* EXERCISE
Go through the listing and copy each line that has the string "display" in it.

* EXTRACTED INFORMATION
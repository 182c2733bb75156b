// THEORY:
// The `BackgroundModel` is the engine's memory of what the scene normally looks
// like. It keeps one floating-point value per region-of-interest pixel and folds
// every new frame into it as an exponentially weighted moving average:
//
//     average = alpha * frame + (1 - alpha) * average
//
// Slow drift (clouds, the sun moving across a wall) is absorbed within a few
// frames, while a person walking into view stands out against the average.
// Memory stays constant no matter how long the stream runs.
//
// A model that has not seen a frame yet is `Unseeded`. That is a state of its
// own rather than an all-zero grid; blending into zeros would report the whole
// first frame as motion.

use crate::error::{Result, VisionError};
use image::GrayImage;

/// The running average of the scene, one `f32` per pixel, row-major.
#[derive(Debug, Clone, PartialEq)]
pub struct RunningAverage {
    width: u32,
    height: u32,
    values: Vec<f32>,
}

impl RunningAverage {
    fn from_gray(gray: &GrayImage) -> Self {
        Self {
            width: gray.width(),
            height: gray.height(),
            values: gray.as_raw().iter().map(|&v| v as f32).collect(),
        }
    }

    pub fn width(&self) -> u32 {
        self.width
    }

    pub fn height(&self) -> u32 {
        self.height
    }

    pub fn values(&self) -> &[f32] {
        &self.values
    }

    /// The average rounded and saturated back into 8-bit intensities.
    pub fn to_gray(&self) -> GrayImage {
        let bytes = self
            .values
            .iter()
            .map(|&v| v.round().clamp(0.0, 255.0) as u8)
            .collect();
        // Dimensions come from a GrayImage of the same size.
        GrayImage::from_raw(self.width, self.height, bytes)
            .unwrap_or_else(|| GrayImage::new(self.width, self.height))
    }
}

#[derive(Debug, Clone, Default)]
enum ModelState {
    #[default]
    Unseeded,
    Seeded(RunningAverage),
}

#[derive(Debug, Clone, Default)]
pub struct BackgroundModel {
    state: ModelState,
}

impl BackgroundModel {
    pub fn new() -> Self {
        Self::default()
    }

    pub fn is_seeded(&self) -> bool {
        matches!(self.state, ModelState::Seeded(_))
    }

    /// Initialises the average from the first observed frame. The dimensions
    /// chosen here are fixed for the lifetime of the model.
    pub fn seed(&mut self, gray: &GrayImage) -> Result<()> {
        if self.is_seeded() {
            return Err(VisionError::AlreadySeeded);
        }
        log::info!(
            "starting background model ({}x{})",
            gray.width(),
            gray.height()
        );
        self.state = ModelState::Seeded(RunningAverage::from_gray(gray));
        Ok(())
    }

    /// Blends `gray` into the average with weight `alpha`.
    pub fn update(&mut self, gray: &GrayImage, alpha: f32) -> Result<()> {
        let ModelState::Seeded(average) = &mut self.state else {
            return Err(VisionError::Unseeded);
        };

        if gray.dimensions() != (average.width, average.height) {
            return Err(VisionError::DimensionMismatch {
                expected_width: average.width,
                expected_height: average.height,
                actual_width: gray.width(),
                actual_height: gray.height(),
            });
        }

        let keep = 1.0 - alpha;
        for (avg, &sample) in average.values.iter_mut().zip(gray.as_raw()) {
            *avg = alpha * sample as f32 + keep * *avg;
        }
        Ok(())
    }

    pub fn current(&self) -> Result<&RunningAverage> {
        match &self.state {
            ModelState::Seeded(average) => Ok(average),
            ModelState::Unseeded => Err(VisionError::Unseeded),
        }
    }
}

---

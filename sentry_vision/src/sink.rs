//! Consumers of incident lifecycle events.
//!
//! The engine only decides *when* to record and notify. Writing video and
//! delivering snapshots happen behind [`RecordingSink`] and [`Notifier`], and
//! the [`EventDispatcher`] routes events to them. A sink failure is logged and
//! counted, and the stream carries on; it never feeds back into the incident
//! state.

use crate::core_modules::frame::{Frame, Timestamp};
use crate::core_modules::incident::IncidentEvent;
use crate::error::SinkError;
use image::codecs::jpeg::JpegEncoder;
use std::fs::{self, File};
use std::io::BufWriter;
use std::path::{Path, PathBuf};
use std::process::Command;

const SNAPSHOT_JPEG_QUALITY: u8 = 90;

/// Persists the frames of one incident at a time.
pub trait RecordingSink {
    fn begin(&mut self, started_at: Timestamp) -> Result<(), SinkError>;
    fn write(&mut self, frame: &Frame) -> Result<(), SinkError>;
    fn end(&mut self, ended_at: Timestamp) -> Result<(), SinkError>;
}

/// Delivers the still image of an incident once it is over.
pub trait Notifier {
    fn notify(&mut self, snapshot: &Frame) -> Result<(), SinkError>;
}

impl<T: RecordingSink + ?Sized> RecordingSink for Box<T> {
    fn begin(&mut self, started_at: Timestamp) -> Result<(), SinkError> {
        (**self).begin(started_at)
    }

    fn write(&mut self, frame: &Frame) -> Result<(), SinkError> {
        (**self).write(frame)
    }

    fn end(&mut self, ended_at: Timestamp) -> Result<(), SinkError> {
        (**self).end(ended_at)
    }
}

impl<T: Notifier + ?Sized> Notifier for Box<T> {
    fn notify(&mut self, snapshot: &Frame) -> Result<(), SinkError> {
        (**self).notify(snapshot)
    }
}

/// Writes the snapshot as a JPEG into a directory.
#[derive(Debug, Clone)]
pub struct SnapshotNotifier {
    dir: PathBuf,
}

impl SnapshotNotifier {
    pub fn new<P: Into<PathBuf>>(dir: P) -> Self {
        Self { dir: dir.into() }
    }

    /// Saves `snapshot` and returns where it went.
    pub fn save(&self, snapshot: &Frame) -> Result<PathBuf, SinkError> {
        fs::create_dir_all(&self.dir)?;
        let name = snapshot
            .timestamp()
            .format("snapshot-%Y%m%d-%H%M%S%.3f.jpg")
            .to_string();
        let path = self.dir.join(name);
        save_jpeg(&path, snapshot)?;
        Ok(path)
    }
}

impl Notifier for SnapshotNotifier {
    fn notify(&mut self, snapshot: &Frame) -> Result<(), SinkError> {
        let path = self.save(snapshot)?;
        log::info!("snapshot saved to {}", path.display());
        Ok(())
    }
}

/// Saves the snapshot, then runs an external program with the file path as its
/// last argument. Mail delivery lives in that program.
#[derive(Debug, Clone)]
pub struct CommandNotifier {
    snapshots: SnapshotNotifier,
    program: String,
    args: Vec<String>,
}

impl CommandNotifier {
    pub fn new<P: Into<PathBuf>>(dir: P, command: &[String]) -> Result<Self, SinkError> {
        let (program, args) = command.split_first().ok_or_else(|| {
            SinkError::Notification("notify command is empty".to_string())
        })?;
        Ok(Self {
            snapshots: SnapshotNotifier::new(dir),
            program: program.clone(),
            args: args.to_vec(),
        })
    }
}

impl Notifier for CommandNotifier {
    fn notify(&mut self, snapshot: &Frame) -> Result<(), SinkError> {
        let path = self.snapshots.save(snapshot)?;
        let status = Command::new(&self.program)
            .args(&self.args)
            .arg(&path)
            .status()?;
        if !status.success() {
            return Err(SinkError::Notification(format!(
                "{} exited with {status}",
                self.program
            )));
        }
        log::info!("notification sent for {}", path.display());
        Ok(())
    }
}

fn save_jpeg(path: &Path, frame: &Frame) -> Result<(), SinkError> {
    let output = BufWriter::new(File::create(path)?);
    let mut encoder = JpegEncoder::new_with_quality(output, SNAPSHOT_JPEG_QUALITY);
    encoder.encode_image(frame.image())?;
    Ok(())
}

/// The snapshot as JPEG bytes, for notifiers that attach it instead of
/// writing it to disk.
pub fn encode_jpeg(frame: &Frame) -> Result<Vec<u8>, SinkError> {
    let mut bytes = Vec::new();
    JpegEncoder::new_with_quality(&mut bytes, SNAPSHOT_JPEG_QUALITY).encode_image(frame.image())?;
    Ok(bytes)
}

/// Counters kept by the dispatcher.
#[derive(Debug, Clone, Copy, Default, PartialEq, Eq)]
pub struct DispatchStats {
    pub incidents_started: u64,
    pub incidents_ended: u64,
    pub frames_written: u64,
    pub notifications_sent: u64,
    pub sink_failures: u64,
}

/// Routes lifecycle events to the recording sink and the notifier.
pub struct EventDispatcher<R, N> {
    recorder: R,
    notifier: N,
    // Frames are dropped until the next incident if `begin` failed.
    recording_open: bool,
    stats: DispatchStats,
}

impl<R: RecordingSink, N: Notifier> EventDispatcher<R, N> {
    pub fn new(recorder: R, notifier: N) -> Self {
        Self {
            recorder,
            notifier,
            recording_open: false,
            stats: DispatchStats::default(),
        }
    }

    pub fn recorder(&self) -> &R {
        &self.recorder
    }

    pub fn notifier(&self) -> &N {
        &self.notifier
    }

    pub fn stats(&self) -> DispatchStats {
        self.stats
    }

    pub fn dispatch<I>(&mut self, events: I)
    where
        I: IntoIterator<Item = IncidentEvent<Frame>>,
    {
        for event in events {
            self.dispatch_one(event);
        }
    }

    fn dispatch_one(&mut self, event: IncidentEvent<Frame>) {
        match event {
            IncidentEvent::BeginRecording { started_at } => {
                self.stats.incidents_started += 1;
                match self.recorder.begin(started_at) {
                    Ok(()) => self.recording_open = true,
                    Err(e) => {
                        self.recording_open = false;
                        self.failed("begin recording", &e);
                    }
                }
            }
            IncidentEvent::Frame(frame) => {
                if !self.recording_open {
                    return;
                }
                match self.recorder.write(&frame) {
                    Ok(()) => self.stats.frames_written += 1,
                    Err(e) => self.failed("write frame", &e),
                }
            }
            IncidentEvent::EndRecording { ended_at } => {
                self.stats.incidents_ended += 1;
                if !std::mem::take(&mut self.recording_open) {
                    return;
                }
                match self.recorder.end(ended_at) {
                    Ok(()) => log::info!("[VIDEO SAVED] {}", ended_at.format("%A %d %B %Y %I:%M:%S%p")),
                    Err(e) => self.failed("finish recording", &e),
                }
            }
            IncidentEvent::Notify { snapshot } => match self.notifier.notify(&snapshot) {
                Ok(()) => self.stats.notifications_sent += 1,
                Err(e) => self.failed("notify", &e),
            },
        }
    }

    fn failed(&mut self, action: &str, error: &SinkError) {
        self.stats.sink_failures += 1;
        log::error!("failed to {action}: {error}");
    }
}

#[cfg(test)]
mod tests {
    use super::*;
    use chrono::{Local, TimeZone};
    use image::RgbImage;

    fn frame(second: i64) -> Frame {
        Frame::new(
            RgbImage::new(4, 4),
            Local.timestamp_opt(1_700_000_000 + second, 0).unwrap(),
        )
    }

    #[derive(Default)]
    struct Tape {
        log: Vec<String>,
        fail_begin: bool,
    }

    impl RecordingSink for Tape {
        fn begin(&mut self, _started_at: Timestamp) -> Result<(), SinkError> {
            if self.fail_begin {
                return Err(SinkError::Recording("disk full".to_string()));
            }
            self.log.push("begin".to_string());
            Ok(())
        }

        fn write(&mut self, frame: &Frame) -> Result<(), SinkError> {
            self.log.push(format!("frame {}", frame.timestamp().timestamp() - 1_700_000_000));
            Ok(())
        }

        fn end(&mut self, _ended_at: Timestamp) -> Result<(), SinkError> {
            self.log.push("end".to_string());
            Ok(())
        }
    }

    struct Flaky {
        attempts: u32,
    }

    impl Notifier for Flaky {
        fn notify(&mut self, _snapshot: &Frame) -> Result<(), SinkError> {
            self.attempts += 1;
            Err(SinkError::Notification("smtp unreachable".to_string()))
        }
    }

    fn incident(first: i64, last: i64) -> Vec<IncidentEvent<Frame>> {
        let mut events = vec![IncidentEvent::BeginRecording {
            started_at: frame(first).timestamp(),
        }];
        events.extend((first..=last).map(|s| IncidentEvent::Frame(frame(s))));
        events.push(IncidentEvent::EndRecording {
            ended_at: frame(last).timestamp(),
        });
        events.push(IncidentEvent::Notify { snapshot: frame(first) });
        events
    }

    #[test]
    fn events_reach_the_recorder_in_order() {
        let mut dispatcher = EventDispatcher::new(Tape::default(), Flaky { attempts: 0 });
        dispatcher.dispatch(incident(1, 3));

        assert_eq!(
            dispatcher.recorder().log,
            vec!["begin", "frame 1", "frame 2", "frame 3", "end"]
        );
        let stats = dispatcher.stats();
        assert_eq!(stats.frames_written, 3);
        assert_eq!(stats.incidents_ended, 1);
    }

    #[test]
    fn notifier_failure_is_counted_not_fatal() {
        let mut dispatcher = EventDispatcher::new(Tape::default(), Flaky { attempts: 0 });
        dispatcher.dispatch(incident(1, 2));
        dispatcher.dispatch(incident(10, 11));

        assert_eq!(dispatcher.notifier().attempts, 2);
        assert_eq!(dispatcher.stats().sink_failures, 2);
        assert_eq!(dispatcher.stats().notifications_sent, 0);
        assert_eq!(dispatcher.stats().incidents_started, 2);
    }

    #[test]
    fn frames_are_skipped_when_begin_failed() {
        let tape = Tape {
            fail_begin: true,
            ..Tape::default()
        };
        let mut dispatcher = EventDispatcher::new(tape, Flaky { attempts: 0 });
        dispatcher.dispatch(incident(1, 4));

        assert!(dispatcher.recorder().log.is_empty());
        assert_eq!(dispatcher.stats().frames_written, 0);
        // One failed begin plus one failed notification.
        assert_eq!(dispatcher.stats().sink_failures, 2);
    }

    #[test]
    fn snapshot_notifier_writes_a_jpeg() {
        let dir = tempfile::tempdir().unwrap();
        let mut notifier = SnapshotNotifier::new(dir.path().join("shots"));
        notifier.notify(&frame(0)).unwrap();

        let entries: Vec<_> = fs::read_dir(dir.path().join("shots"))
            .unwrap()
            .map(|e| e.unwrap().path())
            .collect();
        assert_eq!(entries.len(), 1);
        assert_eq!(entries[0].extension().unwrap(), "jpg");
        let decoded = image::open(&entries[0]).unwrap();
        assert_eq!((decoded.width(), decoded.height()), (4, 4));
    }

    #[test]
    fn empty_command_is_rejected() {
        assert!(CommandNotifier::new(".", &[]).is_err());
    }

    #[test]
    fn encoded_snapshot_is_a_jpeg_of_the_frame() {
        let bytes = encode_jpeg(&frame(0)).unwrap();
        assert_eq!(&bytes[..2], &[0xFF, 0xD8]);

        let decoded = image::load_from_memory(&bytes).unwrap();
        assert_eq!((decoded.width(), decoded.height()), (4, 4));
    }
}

* WRITTEN RESPONSE
        log::info!("snapshot saved to {}", path.display());
        log::info!("notification sent for {}", path.display());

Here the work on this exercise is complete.